- Interactive map of Natural Park Batuecas - Sierra de Francia
- Location: Castile and Leon, Salamanca, Spain
- Area: 323 km^{2} (125 sq mi)
- Established: 11 July 2000
- Governing body: Nature Reserve Biosphere Reserve SPA ES4150005 LIC ES4150107
- Website: www.patrimonionatural.org/ren.php?espacio_id=8

= Natural Park of Las Batuecas =

The Natural Park of Las Batuecas - Sierra de Francia is a protected natural area in the west of Spain and particularly in the south-west of the Salamanca region. In the autonomous community Castile and Leon, along the border with Extremadura.

The natural park (Spain) was established on July 11, 2000. It includes 15 different municipalities: Monsagro, El Maíllo, Serradilla del Arroyo, La Alberca, El Cabaco, Nava de Francia, Mogarraz, Herguijuela de la Sierra, Monforte de la Sierra, Madroñal, Cepeda, Villanueva del Conde, Miranda del Castañar and Sotoserrano San Martin del Castañar was added on 18 December 2008.

==Ecosystems==

===Wildlife===
The park covers a vast area covering part of the Sierra de Francia and the Batuecas valley within it, a place that also gives its name to the park. This is where most of the wildlife and flora are present in the area, and where some of the most unusual Spanish biodiversity can be seen.

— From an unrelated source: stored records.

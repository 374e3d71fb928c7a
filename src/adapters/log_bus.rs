//! Log-based event bus adapter.
//!
//! Implements [`EventBus`] by writing every producer event and binding
//! change to the logger.  A network adapter implements the same trait.

use log::info;

use crate::action::ActionId;
use crate::app::ports::{BindingKind, EventBus};
use crate::channel::ChannelId;

/// Adapter that logs every event to the serial console.
pub struct LogEventBus {
    emitted: u32,
}

impl LogEventBus {
    pub fn new() -> Self {
        Self { emitted: 0 }
    }

    /// Producer events logged so far.
    pub fn emitted(&self) -> u32 {
        self.emitted
    }
}

impl Default for LogEventBus {
    fn default() -> Self {
        Self::new()
    }
}

impl EventBus for LogEventBus {
    fn emit_producer_action(&mut self, action: ActionId, asserted: bool) {
        self.emitted = self.emitted.wrapping_add(1);
        match action.decode_producer() {
            Some((ch, slot)) => info!(
                "EVENT | {ch} slot={slot} action={} {}",
                action.0,
                if asserted { "ON" } else { "OFF" }
            ),
            None => info!("EVENT | action={} (not a producer id)", action.0),
        }
    }

    fn register_binding(&mut self, ch: ChannelId, kind: BindingKind, action: ActionId) {
        info!("BIND  | {ch} {kind:?} action={}", action.0);
    }

    fn clear_bindings(&mut self, ch: ChannelId) {
        info!("BIND  | {ch} cleared");
    }
}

The black stork is the jewel of the park, and has a small colony which is an essential value for being a bridge between existing populations in the Arribes del Duero Natural Park and those living in Extremadura. Other birds present in the park includes common cuckoo, red-legged partridge, woodpigeon, European turtle dove, European robin, reed bunting, common blackbird, Iberian grey shrike, grey wagtail and white wagtail and the Eurasian blue tit.

===Flora===
The region of the Sierra de Francia is formed by an intricate depression covered by the Alagón River. Within it there are two hidden rough and rugged valleys, which provide places of safe haven and perfect hiding, but this also creates an oppressive narrowness.

==Historical-artistic==
Traditional culture and architecture is highly conserved in the municipalities of the Sierra. Several villages are protected by the Spanish historic-artistic declaration including: Mogarraz, San Martin Castañar, Sequeros, Monleón, Miranda del Castañar and La Alberca.